The purified pld is connected with a pET22b expression vector, then the recombinant plasmid is transformed into escherichia coli DH5 alpha, and the wild-type phospholipase D gene is successfully verified to be cloned on the pET22b vector through double digestion of EcoR I and Not I.

Example 2: screening of high-Activity phospholipase D Gene

1. Random mutation is carried out based on error-prone PCR technology, a novel phospholipase D is constructed, and primers are designed as follows:

upstream P1 (SEQ ID NO: 5): CCGGAATTCGGCGGACACACCGCC

Downstream P2 (SEQ ID NO: 6): AAGGAAAAAAGCGGCCGCGCCCGCCTGGCG

In the error-prone PCR reaction system, P1 and P2 are used as upstream and downstream primers, and pET22b-pld, namely a recombinant vector in which a wild phospholipase D gene is connected with a pET22b vector, is used as a template to carry out error-prone PCR.

The reaction conditions for the amplification are as follows:

the amplification conditions were: pre-denaturation at 95℃for 10min; denaturation at 98 ℃ for 10s, annealing at 53 ℃ for 30s, extension at 72 ℃ for 1min for 45s for 30 cycles; extending at 72℃for 10min.

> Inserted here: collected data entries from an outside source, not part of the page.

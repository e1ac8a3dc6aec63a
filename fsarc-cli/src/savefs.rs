use std::process::ExitCode;

use fsarc_core::{ExcludePattern, SaveOptions};
use fsarc_dtyp::ArchiveId;
use fsarc_fs::Registry;

use crate::cli::SavefsArgs;
use crate::password::resolve_save_password;
use crate::runctx::{fatal, finish, new_context};

pub fn run(args: SavefsArgs) -> ExitCode {
    let password = match resolve_save_password(args.common.password.as_deref()) {
        Ok(p) => p,
        Err(e) => return fatal("password", e),
    };

    let options = SaveOptions {
        overwrite: args.common.overwrite,
        compression_level: args.common.level,
        split_size: args.common.split_mib.saturating_mul(1024 * 1024),
        worker_count: args.common.jobs,
        password,
        label: args.common.label,
        excludes: args.common.exclude.into_iter().map(ExcludePattern::new).collect(),
        allow_mounted_rw: args.common.allow_mounted_rw,
        relax_mount_opt_checks: args.common.relax_mount_opt_checks,
        experimental_fs: args.common.experimental_fs,
    };
    if let Err(e) = options.validate() {
        return fatal("savefs", e);
    }

    let registry = Registry::with_defaults();
    let ctx = new_context(ArchiveId::generate());

    let pb = crate::progress::spinner("archiving filesystems");
    let result = fsarc_core::save_filesystems(&args.archive, &args.devices, &options, &registry, &ctx);
    pb.finish_and_clear();

    match result {
        Ok(stats) => finish("savefs", &stats),
        Err(e) => fatal("savefs", e),
    }
}
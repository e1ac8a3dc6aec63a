//! The filesystem families named on the wire (`mkfs=` values on `restfs`,
//! and the `FsFamily` recorded in each `FsIn` header).

use std::fmt;

/// A filesystem family. Only [`FsFamily::Ext2`], [`FsFamily::Ext3`] and
/// [`FsFamily::Ext4`] have a built-in [`crate::Adapter`] registered by
/// default; the rest exist so archives produced against those filesystems
/// stay nameable on the wire even though this build has no adapter for
/// them (selecting one without `-x` is a config-time error, handled by the
/// caller of [`crate::Registry::by_family`]).
#[derive(Debug, Clone, Copy, PartialEq, Eq, Hash)]
pub enum FsFamily {
    Ext2,
    Ext3,
    Ext4,
    Xfs,
    Btrfs,
    ReiserFs,
    Reiser4,
    Jfs,
    Ntfs,
    VFat,
    /// Not a block-device filesystem: a plain directory tree, used by
    /// `savedir`/`restdir`.
    PlainDir,
}

impl FsFamily {
    pub const fn as_str(self) -> &'static str {
        match self {
            FsFamily::Ext2 => "ext2",
            FsFamily::Ext3 => "ext3",
            FsFamily::Ext4 => "ext4",
            FsFamily::Xfs => "xfs",
            FsFamily::Btrfs => "btrfs",
            FsFamily::ReiserFs => "reiserfs",
            FsFamily::Reiser4 => "reiser4",
            FsFamily::Jfs => "jfs",
            FsFamily::Ntfs => "ntfs",
            FsFamily::VFat => "vfat",
            FsFamily::PlainDir => "dir",
        }
    }

    pub fn from_str_opt(s: &str) -> Option<Self> {
        Some(match s {
            "ext2" => FsFamily::Ext2,
            "ext3" => FsFamily::Ext3,
            "ext4" => FsFamily::Ext4,
            "xfs" => FsFamily::Xfs,
            "btrfs" => FsFamily::Btrfs,
            "reiserfs" => FsFamily::ReiserFs,
            "reiser4" => FsFamily::Reiser4,
            "jfs" => FsFamily::Jfs,
            "ntfs" => FsFamily::Ntfs,
            "vfat" | "fat32" | "fat" => FsFamily::VFat,
            "dir" => FsFamily::PlainDir,
            _ => return None,
        })
    }

    /// Whether this build ships an adapter for this family without
    /// requiring `-x`.
    pub const fn is_stable_in_this_build(self) -> bool {
        matches!(self, FsFamily::Ext2 | FsFamily::Ext3 | FsFamily::Ext4 | FsFamily::PlainDir)
    }
}

impl fmt::Display for FsFamily {
    fn fmt(&self, f: &mut fmt::Formatter<'_>) -> fmt::Result {
        f.write_str(self.as_str())
    }
}

#[cfg(test)]
mod tests {
    use super::*;

    #[test]
    fn every_family_round_trips_through_its_name() {
        let all = [
            FsFamily::Ext2,
            FsFamily::Ext3,
            FsFamily::Ext4,
            FsFamily::Xfs,
            FsFamily::Btrfs,
            FsFamily::ReiserFs,
            FsFamily::Reiser4,
            FsFamily::Jfs,
            FsFamily::Ntfs,
            FsFamily::VFat,
            FsFamily::PlainDir,
        ];
        for family in all {
            assert_eq!(FsFamily::from_str_opt(family.as_str()), Some(family));
        }
    }

    #[test]
    fn only_ext_family_and_plaindir_are_stable() {
        assert!(FsFamily::Ext4.is_stable_in_this_build());
        assert!(!FsFamily::Xfs.is_stable_in_this_build());
        assert!(!FsFamily::Ntfs.is_stable_in_this_build());
    }
}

2. Cloning the phospholipase D error-prone PCR product into an expression vector pET22b, transforming escherichia coli BL21 (DE 3), inoculating into 96-well cell culture plates containing 200 mu L of LB liquid medium (containing 30 mu g/mL of Kan) in each well, shaking at 37 ℃ for 200r/min, and culturing when OD ₆₀₀ Reaching 0.6, adding IPTG (final concentration 1 mmol/L) into each well, inducing at 16deg.C for 16h, centrifuging at 4deg.C for 4000r/min for 15min, collecting supernatant to obtain crude enzyme solution,and then carrying out enzyme activity detection.

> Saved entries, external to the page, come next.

//! The per-filesystem adapter interface consumed by `fsarc-core`'s producer
//! and consumer: exactly the table external collaborators implement for
//! `savefs`/`restfs`.

use std::path::Path;

use fsarc_attr::AttributeRecord;
use fsarc_dtyp::Error;

use crate::family::FsFamily;

/// Static capability booleans an adapter declares about the filesystem it
/// drives.
#[derive(Debug, Clone, Copy, PartialEq, Eq, Default)]
pub struct Capabilities {
    pub xattr: bool,
    pub acl: bool,
    /// Stores NTFS-style `system.ntfs_*` attributes.
    pub winattr: bool,
    pub symlink_target_type: bool,
    /// `false` marks the adapter experimental (`-x` required to select it).
    pub stable: bool,
}

/// Flags threaded through [`Adapter::mount`] controlling how strict the
/// mount-time checks are.
#[derive(Debug, Clone, Copy, Default)]
pub struct MountFlags {
    /// The mode this mount should end up in: read-only for a `savefs`
    /// source, read-write once `restfs` is ready to write into it.
    pub read_write: bool,
    /// `-A`: permit mounting a source that's already mounted read-write
    /// elsewhere, instead of aborting.
    pub allow_mounted_rw: bool,
    /// `-a`: don't reject mount options incompatible with xattr/acl
    /// support.
    pub relax_mount_opt_checks: bool,
}

/// One filesystem family's probe/mkfs/mount/unmount implementation.
///
/// One entry point per lifecycle stage: `probe`, `getinfo`, `mkfs`, `mount`,
/// `umount`, `required_mount_opts`, plus the capability booleans above.
pub trait Adapter: Send + Sync {
    fn family(&self) -> FsFamily;

    fn capabilities(&self) -> Capabilities;

    /// `true` if `devpath` holds a filesystem of this adapter's family.
    fn probe(&self, devpath: &Path) -> bool;

    /// Fills `attrs` with label/uuid/block size/feature information read
    /// from `devpath`.
    fn getinfo(&self, attrs: &mut AttributeRecord, devpath: &Path) -> Result<(), Error>;

    /// Formats `devpath` with this family, applying `label`/`uuid`
    /// overrides and a raw `opts` string passed on to the formatting tool
    /// verbatim. `archived` is the attribute record saved at archive time,
    /// consulted for defaults the overrides didn't set.
    fn mkfs(
        &self,
        archived: &AttributeRecord,
        devpath: &Path,
        opts: Option<&str>,
        label: Option<&str>,
        uuid: Option<&str>,
    ) -> Result<(), Error>;

    /// Mounts `devpath` at `mountpoint`. `stored` is the mount-relevant
    /// attribute subset read back from the archive (e.g. the fs type
    /// string saved at archive time).
    fn mount(
        &self,
        devpath: &Path,
        mountpoint: &Path,
        stored: &AttributeRecord,
        flags: MountFlags,
    ) -> Result<(), Error>;

    fn umount(&self, devpath: &Path, mountpoint: &Path) -> Result<(), Error>;

    /// Mount options this family's xattr/acl support requires to be
    /// present, and ones that must be absent, when reading `devpath` as a
    /// save source.
    fn required_mount_opts(&self, devpath: &Path) -> (Vec<String>, Vec<String>);
}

3. Screening for high Activity phospholipase D Gene

(1) Principle of measurement of phospholipase D enzyme Activity

The enzyme-linked colorimetric method is adopted for activity detection: phospholipase D catalyzes and hydrolyzes L-alpha-lecithin to generate choline, the choline generates hydrogen peroxide under the action of choline oxidase, the hydrogen peroxide generates a quinone imine chromogenic substance with 4-amino-amitriptyline and phenol under the action of peroxidase, and the chromogenic substance has a light absorption value at a wavelength of 500 nm.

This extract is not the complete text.